0:00

[MUSIC]

American Cancer Society estimates that about 1.7% of women have breast cancer.

Susan G Komen for the Cure Foundation states that mammography

correctly identifies about 78% of women who truly have breast cancer.

An article published in 2003 suggests that up

to 10% of all mammograms are false positive.

These probabilities are of course estimates,

as they're very difficult to calculate pro, precisely.

But we're going to take these as givens for this example.

As usual, let's first parse through the percentages we're given.

The probability of having breast cancer is estimated to be.017.

The probability of testing positive given that somebody

has breast cancer is .78 and the probability

of testing positive even though somebody does not have breast cancer is .10.

1:05

Prior to any testing, and any information exchange between the patient and the

doctor, what probability should a doctor assign

to a female patient having breast cancer?

Since we don't know anything about this patient's medical history, our best

bet is to treat them like a randomly chosen person from the population.

Hence, we would set this probability at 0.017.

This is the prior probability we assigned to a

patient having breast cancer before we collect data on them.

In other words, before we test them.

1:39

When a patient goes through breast cancer screening, there are 2 competing claims.

Patient has cancer or, and patient doesn't have cancer.

If a mammogram yields a positive

result what is the probability that patient has cancer?

If we think about this in probability notation, we're being asked to find

what is the probability of breast cancer given that the patient tested positive.

And earlier on, we were provided the, the

reverse of this probability Positive, given breast cancer.

And when we have the conditions reversed, we know that a probability

tree might be useful in our calculations.

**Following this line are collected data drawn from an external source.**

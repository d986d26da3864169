use serde::{Deserialize, Serialize};
use std::fmt;
use thiserror::Error;

use crate::model::ids::QuestionId;

//
// ─── ERRORS ────────────────────────────────────────────────────────────────────
//

#[derive(Debug, Error, Clone, PartialEq, Eq)]
#[non_exhaustive]
pub enum QuestionError {
    #[error("question id must not be blank")]
    BlankId,

    #[error("correct answer index {index} is out of range for {len} options")]
    CorrectAnswerOutOfRange { index: usize, len: usize },

    #[error("unknown question type: {0}")]
    UnknownType(String),

    #[error("unknown difficulty: {0}")]
    UnknownDifficulty(String),
}

//
// ─── TAGS ──────────────────────────────────────────────────────────────────────
//

/// Closed set of question kinds served by the content repository.
#[derive(Debug, Clone, Copy, PartialEq, Eq, Hash, PartialOrd, Ord, Serialize, Deserialize)]
#[serde(rename_all = "kebab-case")]
pub enum QuestionType {
    SentenceCompletion,
    Restatement,
    ReadingComprehension,
    Vocabulary,
    ListeningComprehension,
    WordFormation,
    GrammarInContext,
}

impl QuestionType {
    pub const ALL: [QuestionType; 7] = [
        QuestionType::SentenceCompletion,
        QuestionType::Restatement,
        QuestionType::ReadingComprehension,
        QuestionType::Vocabulary,
        QuestionType::ListeningComprehension,
        QuestionType::WordFormation,
        QuestionType::GrammarInContext,
    ];

    #[must_use]
    pub fn as_str(self) -> &'static str {
        match self {
            QuestionType::SentenceCompletion => "sentence-completion",
            QuestionType::Restatement => "restatement",
            QuestionType::ReadingComprehension => "reading-comprehension",
            QuestionType::Vocabulary => "vocabulary",
            QuestionType::ListeningComprehension => "listening-comprehension",
            QuestionType::WordFormation => "word-formation",
            QuestionType::GrammarInContext => "grammar-in-context",
        }
    }

    /// Parses the kebab-case tag used by the content repository.
    ///
    /// # Errors
    ///
    /// Returns `QuestionError::UnknownType` for tags outside the closed set.
    pub fn parse(tag: &str) -> Result<Self, QuestionError> {
        Self::ALL
            .into_iter()
            .find(|t| t.as_str() == tag)
            .ok_or_else(|| QuestionError::UnknownType(tag.to_owned()))
    }
}

#[derive(Debug, Clone, Copy, PartialEq, Eq, Hash, PartialOrd, Ord, Serialize, Deserialize)]
#[serde(rename_all = "lowercase")]
pub enum Difficulty {
    Easy,
    Medium,
    Hard,
}

impl Difficulty {
    #[must_use]
    pub fn as_str(self) -> &'static str {
        match self {
            Difficulty::Easy => "easy",
            Difficulty::Medium => "medium",
            Difficulty::Hard => "hard",
        }
    }

    /// # Errors
    ///
    /// Returns `QuestionError::UnknownDifficulty` for anything but easy/medium/hard.
    pub fn parse(tag: &str) -> Result<Self, QuestionError> {
        match tag {
            "easy" => Ok(Difficulty::Easy),
            "medium" => Ok(Difficulty::Medium),
            "hard" => Ok(Difficulty::Hard),
            other => Err(QuestionError::UnknownDifficulty(other.to_owned())),
        }
    }
}

/// Key a session policy distributes questions over.
///
/// Usually a question type or a difficulty tag, but topic ids from the content
/// repository are accepted as well.
#[derive(Clone, PartialEq, Eq, Hash, PartialOrd, Ord, Serialize, Deserialize)]
#[serde(transparent)]
pub struct Category(String);

impl Category {
    #[must_use]
    pub fn new(key: impl Into<String>) -> Self {
        Self(key.into())
    }

    #[must_use]
    pub fn as_str(&self) -> &str {
        &self.0
    }
}

impl From<QuestionType> for Category {
    fn from(value: QuestionType) -> Self {
        Self(value.as_str().to_owned())
    }
}

impl From<Difficulty> for Category {
    fn from(value: Difficulty) -> Self {
        Self(value.as_str().to_owned())
    }
}

impl fmt::Debug for Category {
    fn fmt(&self, f: &mut fmt::Formatter<'_>) -> fmt::Result {
        write!(f, "Category({})", self.0)
    }
}

impl fmt::Display for Category {
    fn fmt(&self, f: &mut fmt::Formatter<'_>) -> fmt::Result {
        f.write_str(&self.0)
    }
}

//
// ─── QUESTION ──────────────────────────────────────────────────────────────────
//

/// Unvalidated question as delivered by the content repository.
#[derive(Debug, Clone, PartialEq, Eq, Serialize, Deserialize)]
#[serde(rename_all = "camelCase")]
pub struct QuestionDraft {
    pub id: QuestionId,
    #[serde(rename = "type")]
    pub question_type: QuestionType,
    pub options: Vec<String>,
    pub correct_answer: usize,
    pub difficulty: Difficulty,
    #[serde(default, skip_serializing_if = "Option::is_none")]
    pub topic: Option<String>,
    #[serde(default, skip_serializing_if = "Option::is_none")]
    pub passage_id: Option<String>,
}

impl QuestionDraft {
    /// # Errors
    ///
    /// Returns `QuestionError` if the id is blank or the correct index does not
    /// point at an option. A question without options carries no answer and is
    /// accepted as-is.
    pub fn validate(self) -> Result<Question, QuestionError> {
        if self.id.as_str().trim().is_empty() {
            return Err(QuestionError::BlankId);
        }
        if !self.options.is_empty() && self.correct_answer >= self.options.len() {
            return Err(QuestionError::CorrectAnswerOutOfRange {
                index: self.correct_answer,
                len: self.options.len(),
            });
        }

        Ok(Question {
            id: self.id,
            question_type: self.question_type,
            options: self.options,
            correct_answer: self.correct_answer,
            difficulty: self.difficulty,
            topic: self.topic,
            passage_id: self.passage_id,
        })
    }
}

/// Immutable content unit served to a participant.
#[derive(Debug, Clone, PartialEq, Eq, Serialize, Deserialize)]
#[serde(try_from = "QuestionDraft", into = "QuestionDraft")]
pub struct Question {
    id: QuestionId,
    question_type: QuestionType,
    options: Vec<String>,
    correct_answer: usize,
    difficulty: Difficulty,
    topic: Option<String>,
    passage_id: Option<String>,
}

impl TryFrom<QuestionDraft> for Question {
    type Error = QuestionError;

    fn try_from(draft: QuestionDraft) -> Result<Self, Self::Error> {
        draft.validate()
    }
}

impl From<Question> for QuestionDraft {
    fn from(q: Question) -> Self {
        Self {
            id: q.id,
            question_type: q.question_type,
            options: q.options,
            correct_answer: q.correct_answer,
            difficulty: q.difficulty,
            topic: q.topic,
            passage_id: q.passage_id,
        }
    }
}

impl Question {
    /// Convenience constructor for a question without topic or passage.
    ///
    /// # Errors
    ///
    /// See [`QuestionDraft::validate`].
    pub fn new(
        id: QuestionId,
        question_type: QuestionType,
        options: Vec<String>,
        correct_answer: usize,
        difficulty: Difficulty,
    ) -> Result<Self, QuestionError> {
        QuestionDraft {
            id,
            question_type,
            options,
            correct_answer,
            difficulty,
            topic: None,
            passage_id: None,
        }
        .validate()
    }

    #[must_use]
    pub fn with_topic(mut self, topic: impl Into<String>) -> Self {
        self.topic = Some(topic.into());
        self
    }

    #[must_use]
    pub fn with_passage(mut self, passage_id: impl Into<String>) -> Self {
        self.passage_id = Some(passage_id.into());
        self
    }

    /// Same question with its options replaced by a reordering of the originals.
    pub(crate) fn reordered(&self, options: Vec<String>, correct_answer: usize) -> Self {
        Self {
            options,
            correct_answer,
            ..self.clone()
        }
    }

    #[must_use]
    pub fn id(&self) -> &QuestionId {
        &self.id
    }

    #[must_use]
    pub fn question_type(&self) -> QuestionType {
        self.question_type
    }

    #[must_use]
    pub fn options(&self) -> &[String] {
        &self.options
    }

    #[must_use]
    pub fn correct_answer(&self) -> usize {
        self.correct_answer
    }

    /// Text of the correct option, if the question has any options.
    #[must_use]
    pub fn correct_text(&self) -> Option<&str> {
        self.options.get(self.correct_answer).map(String::as_str)
    }

    #[must_use]
    pub fn difficulty(&self) -> Difficulty {
        self.difficulty
    }

    #[must_use]
    pub fn topic(&self) -> Option<&str> {
        self.topic.as_deref()
    }

    #[must_use]
    pub fn passage_id(&self) -> Option<&str> {
        self.passage_id.as_deref()
    }
}

//
// ─── TESTS ─────────────────────────────────────────────────────────────────────
//

#[cfg(test)]
mod tests {
    use super::*;

    fn opts(items: &[&str]) -> Vec<String> {
        items.iter().map(|s| (*s).to_owned()).collect()
    }

    #[test]
    fn rejects_out_of_range_correct_answer() {
        let err = Question::new(
            QuestionId::new("q1"),
            QuestionType::Vocabulary,
            opts(&["A", "B"]),
            2,
            Difficulty::Easy,
        )
        .unwrap_err();

        assert_eq!(err, QuestionError::CorrectAnswerOutOfRange { index: 2, len: 2 });
    }

    #[test]
    fn accepts_question_without_options() {
        let q = Question::new(
            QuestionId::new("q1"),
            QuestionType::ReadingComprehension,
            Vec::new(),
            0,
            Difficulty::Hard,
        )
        .unwrap();

        assert!(q.correct_text().is_none());
    }

    #[test]
    fn rejects_blank_id() {
        let err = Question::new(
            QuestionId::new("  "),
            QuestionType::Vocabulary,
            opts(&["A"]),
            0,
            Difficulty::Easy,
        )
        .unwrap_err();

        assert_eq!(err, QuestionError::BlankId);
    }

    #[test]
    fn deserializes_repository_json_and_validates() {
        let json = r#"{
            "id": "q9",
            "type": "grammar-in-context",
            "options": ["is", "are", "be"],
            "correctAnswer": 1,
            "difficulty": "medium",
            "passageId": "p3"
        }"#;
        let q: Question = serde_json::from_str(json).unwrap();
        assert_eq!(q.question_type(), QuestionType::GrammarInContext);
        assert_eq!(q.correct_text(), Some("are"));
        assert_eq!(q.passage_id(), Some("p3"));

        let bad = json.replace("\"correctAnswer\": 1", "\"correctAnswer\": 7");
        assert!(serde_json::from_str::<Question>(&bad).is_err());
    }

    #[test]
    fn type_tags_round_trip_through_parse() {
        for t in QuestionType::ALL {
            assert_eq!(QuestionType::parse(t.as_str()).unwrap(), t);
        }
        assert!(QuestionType::parse("essay").is_err());
    }

    #[test]
    fn difficulty_tags_parse() {
        assert_eq!(Difficulty::parse("hard").unwrap(), Difficulty::Hard);
        assert!(matches!(
            Difficulty::parse("extreme"),
            Err(QuestionError::UnknownDifficulty(_))
        ));
    }

    #[test]
    fn builder_attaches_topic_and_passage() {
        let q = Question::new(
            QuestionId::new("q4"),
            QuestionType::ReadingComprehension,
            opts(&["A", "B"]),
            0,
            Difficulty::Medium,
        )
        .unwrap()
        .with_topic("ecology")
        .with_passage("p1");

        assert_eq!(q.topic(), Some("ecology"));
        assert_eq!(q.passage_id(), Some("p1"));
        let json = serde_json::to_string(&q).unwrap();
        assert!(json.contains("\"passageId\":\"p1\""));
    }

    #[test]
    fn category_from_tags() {
        assert_eq!(Category::from(Difficulty::Hard).as_str(), "hard");
        assert_eq!(
            Category::from(QuestionType::WordFormation).as_str(),
            "word-formation"
        );
    }
}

So, let's start building that.

There are two competing claims.

Patient has breast cancer, or patient does not have breast cancer.

The probability of having breast cancer a prior is 0.017 So the probability of not

having breast cancer is going to be the compliment of that, 1 minus 0.017, 0.983.

If a patient has

breast cancer, there are 2 possible outcomes; they

might test positive, or they might test negative.

The probability of testing positive when the patient has breast cancer is 0.78.

The probability then of testing negative when the patient has

breast cancer is going to be the complement of 0.78, 0.22.

Similarly, when a patient does not have breast cancer,

there are two possible outcomes, testing positive or negative.

Probability of testing positive even though the patient does not have breast

cancer is the .10 we were given earlier so the accuracy r, rate of the test

when the patient does not have breast cancer or in other words the probability

of testing negative given no breast cancer is going to be the compliment of .10 0.90.

We know that we're given that the patient has tested positive, so really,

we're only interested in the first and the third branch here, so we don't

even have to worry about the other branches, because we know the patient

we're interested in doesn't come from the

sect of the population that tested negative.

3:49

First, we're going to want to find the joint probabilities.

The probability of breast cancer and positive is the product of 0.017 and

0.78, that's 0.01326.

And the probability of no breast cancer and, and positive is a

product of the probabilities in the two branches leading up to that.

0.0983.

We are asked for the probability of breast cancer given positive.

Using base theorem, this is going to

be the probability of breast cancer and positive,

divided by the probability of testing positive.

The numerator is simply coming from our top branch.

And the denominator.

The probability of testing positive is going to be the sum

of breast cancer and positive or no breast cancer and positive.

Since these are two disjoint outcomes.

We add the two probabilities when we're saying or.

This gives

us about a 12% rate.

This, remember, is what we called our posterior probability.

Initially, we had given a 1.7% chance to this patient having breast

cancer because we knew nothing about them. Then, we tested them.

And they tested positive.

So, now we have this additional information about the patient.

Now, after data

collection, the probability that we're assigning to

this patient having breast cancer is slightly higher.

It's at 12%.

5:39

Once again we run through our probability tree:

two competing claims, breast cancer, and no breast cancer.

However what has changed now is that this

patient is no longer a nobody from the population.

We've tested them once and they tested positive.

So we have some additional information about them, and

we should update our prior with this additional information.

In other words we plug in the posterior from the previous iteration,

the previous test. To be our new prior.

And therefore, the probability of not having breast cancer is updated

to be the complement of this, 88%. Next, we can run through our tree again.

Remember, nothing about the test has changed.

So the probability of testing positive given

a patient has breast cancer is still 78%.

And the probability of testing

negative given the patient has breast cancer is still 22%.

Similarly with the lower branch, nothing about the

test has changed so the conditional probabilities of testing

positive or negative given the patient has, does not

have breast cancer is still 10% and 90% respectively.

Once again, we're only interested interested in the branches where

the patient has tested positive Because we're saying that the second

mammogram also yielded a positive result, we can

multiply through the branches to find our joint probabilities.

And these are going to change a little bit, because

our starting probabilities, the probabilities

in the first branch has changed.

And this time, our probability of having breast cancer and testing positive Is

higher at 0.0936. And our probability of no breast

cancer in positive is 0.088.

In this example, we have reviewed

a Bayesian approach to statistical inference.

Which involves setting a prior, collecting data, obtaining a posterior,

and updating the prior with the posterior from the previous step.

In addition we got some practice working with conditional

probabilities, probability trees, and the base theorem in general.

[MUSIC]